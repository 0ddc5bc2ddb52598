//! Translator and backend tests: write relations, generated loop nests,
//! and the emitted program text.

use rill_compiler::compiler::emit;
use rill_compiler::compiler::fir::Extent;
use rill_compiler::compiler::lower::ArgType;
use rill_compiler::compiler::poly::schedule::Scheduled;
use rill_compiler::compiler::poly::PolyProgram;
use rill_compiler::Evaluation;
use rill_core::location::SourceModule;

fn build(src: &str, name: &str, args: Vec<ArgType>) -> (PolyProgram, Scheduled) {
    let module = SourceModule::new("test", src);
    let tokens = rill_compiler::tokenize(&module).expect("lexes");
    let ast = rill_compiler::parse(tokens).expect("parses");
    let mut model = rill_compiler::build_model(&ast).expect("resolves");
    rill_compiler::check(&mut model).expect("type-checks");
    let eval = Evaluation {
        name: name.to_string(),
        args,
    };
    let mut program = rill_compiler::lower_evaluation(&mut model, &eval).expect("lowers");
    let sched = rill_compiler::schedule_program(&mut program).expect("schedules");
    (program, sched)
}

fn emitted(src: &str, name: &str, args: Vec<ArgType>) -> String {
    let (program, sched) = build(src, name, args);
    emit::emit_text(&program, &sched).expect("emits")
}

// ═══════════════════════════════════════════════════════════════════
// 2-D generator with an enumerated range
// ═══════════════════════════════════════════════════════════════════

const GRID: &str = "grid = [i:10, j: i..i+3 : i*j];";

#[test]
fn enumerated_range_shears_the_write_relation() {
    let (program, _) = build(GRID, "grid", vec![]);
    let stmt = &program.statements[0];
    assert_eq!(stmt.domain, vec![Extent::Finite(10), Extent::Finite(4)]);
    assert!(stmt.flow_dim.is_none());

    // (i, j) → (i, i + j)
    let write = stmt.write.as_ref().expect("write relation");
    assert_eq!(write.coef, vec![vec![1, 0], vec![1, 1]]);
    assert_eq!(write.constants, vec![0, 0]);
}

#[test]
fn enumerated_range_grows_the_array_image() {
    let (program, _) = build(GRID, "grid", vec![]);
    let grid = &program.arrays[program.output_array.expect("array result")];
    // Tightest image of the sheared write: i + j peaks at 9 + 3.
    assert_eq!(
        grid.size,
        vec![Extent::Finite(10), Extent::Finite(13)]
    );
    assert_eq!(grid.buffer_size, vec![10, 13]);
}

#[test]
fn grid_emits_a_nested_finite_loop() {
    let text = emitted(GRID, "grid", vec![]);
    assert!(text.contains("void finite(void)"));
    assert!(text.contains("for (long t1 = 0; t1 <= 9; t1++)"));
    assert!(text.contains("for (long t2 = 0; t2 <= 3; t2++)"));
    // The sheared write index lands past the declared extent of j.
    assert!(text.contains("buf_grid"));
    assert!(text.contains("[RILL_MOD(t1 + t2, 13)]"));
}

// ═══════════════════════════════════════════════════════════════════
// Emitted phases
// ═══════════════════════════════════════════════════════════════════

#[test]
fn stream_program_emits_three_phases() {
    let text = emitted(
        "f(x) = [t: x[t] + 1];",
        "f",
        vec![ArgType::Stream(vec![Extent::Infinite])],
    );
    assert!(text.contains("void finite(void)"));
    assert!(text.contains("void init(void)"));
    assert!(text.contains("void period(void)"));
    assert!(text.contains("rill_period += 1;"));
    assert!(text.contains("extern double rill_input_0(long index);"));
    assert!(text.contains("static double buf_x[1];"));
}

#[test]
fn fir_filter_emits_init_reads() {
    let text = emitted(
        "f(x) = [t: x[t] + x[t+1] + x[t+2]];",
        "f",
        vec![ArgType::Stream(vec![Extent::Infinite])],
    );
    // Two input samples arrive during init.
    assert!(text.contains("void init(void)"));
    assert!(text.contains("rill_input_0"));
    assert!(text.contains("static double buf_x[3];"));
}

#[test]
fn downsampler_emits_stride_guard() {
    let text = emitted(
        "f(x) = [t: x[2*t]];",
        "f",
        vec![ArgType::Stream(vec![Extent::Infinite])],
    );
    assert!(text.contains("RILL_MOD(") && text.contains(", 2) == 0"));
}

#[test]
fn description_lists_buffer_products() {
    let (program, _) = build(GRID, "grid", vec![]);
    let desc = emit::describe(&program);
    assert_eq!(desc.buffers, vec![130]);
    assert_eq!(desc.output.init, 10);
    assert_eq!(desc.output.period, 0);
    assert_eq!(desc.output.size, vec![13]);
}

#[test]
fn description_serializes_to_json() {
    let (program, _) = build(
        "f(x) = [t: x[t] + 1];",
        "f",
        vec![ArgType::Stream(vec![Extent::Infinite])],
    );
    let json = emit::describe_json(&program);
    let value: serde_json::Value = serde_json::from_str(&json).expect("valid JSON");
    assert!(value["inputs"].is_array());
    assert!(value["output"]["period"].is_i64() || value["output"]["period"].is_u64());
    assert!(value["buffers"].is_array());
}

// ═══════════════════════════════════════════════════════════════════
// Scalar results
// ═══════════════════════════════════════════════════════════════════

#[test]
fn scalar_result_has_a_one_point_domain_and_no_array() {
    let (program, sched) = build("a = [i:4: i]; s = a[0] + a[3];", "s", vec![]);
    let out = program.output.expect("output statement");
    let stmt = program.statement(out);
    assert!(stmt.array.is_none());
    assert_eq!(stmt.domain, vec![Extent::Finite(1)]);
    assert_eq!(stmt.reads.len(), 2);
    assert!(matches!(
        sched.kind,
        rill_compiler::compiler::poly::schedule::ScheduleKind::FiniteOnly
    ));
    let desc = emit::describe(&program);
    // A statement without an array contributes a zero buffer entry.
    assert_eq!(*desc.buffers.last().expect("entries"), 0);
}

---

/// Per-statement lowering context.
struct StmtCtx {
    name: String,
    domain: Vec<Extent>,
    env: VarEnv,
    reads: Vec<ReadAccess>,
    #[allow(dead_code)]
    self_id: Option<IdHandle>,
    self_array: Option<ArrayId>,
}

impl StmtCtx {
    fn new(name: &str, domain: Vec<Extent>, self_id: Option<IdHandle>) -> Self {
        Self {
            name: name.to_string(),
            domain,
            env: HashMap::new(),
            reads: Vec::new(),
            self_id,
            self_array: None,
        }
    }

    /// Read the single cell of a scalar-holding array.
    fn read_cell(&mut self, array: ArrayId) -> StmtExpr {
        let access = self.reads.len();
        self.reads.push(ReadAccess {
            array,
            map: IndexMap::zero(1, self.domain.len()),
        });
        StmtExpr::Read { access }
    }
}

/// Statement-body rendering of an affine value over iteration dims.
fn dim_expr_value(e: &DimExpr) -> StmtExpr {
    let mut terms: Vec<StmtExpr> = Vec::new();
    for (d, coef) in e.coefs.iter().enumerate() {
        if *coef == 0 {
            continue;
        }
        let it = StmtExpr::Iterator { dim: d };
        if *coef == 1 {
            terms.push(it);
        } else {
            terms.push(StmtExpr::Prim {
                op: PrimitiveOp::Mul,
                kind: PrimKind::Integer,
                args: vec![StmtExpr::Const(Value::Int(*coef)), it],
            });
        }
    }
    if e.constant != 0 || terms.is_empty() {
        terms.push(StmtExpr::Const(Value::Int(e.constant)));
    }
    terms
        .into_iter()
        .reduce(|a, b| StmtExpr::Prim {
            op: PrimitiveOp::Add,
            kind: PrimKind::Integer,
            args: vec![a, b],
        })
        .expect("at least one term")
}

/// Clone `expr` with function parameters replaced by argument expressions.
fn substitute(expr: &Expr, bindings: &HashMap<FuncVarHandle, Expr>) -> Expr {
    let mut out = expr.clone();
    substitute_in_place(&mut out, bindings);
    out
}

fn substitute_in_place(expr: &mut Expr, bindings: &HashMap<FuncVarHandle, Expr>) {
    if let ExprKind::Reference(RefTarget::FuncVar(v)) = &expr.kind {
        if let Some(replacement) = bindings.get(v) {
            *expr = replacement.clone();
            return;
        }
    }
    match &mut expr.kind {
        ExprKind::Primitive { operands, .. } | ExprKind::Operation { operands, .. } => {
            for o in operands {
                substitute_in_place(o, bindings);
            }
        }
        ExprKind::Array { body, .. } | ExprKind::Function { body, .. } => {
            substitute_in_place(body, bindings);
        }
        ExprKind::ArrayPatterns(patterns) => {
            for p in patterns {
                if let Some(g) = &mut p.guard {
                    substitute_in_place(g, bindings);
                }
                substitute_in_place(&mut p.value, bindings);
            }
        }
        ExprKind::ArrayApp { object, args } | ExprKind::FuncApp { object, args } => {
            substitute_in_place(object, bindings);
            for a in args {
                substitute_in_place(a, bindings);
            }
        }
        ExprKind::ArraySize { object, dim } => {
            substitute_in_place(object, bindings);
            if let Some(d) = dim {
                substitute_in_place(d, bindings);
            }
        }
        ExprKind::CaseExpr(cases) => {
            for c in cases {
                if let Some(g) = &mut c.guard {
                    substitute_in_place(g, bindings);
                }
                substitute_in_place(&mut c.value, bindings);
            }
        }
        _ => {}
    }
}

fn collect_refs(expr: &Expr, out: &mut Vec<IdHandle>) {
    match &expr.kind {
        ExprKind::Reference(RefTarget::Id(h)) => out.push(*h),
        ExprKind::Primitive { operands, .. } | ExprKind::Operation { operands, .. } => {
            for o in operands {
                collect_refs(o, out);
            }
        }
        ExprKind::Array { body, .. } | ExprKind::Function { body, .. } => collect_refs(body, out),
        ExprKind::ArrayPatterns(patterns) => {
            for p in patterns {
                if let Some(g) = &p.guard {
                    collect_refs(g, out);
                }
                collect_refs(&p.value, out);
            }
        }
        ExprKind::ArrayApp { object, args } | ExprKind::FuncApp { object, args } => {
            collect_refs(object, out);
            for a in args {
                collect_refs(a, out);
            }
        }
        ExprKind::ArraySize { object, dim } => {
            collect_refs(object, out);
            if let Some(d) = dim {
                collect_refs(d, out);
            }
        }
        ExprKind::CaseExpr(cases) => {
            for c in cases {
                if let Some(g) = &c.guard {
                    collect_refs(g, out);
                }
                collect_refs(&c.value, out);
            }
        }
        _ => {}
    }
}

WHAT THE TASK REQUIRES
For the word "model", count the lines of the data that contain it and give only the count.

TASK OUTPUT
3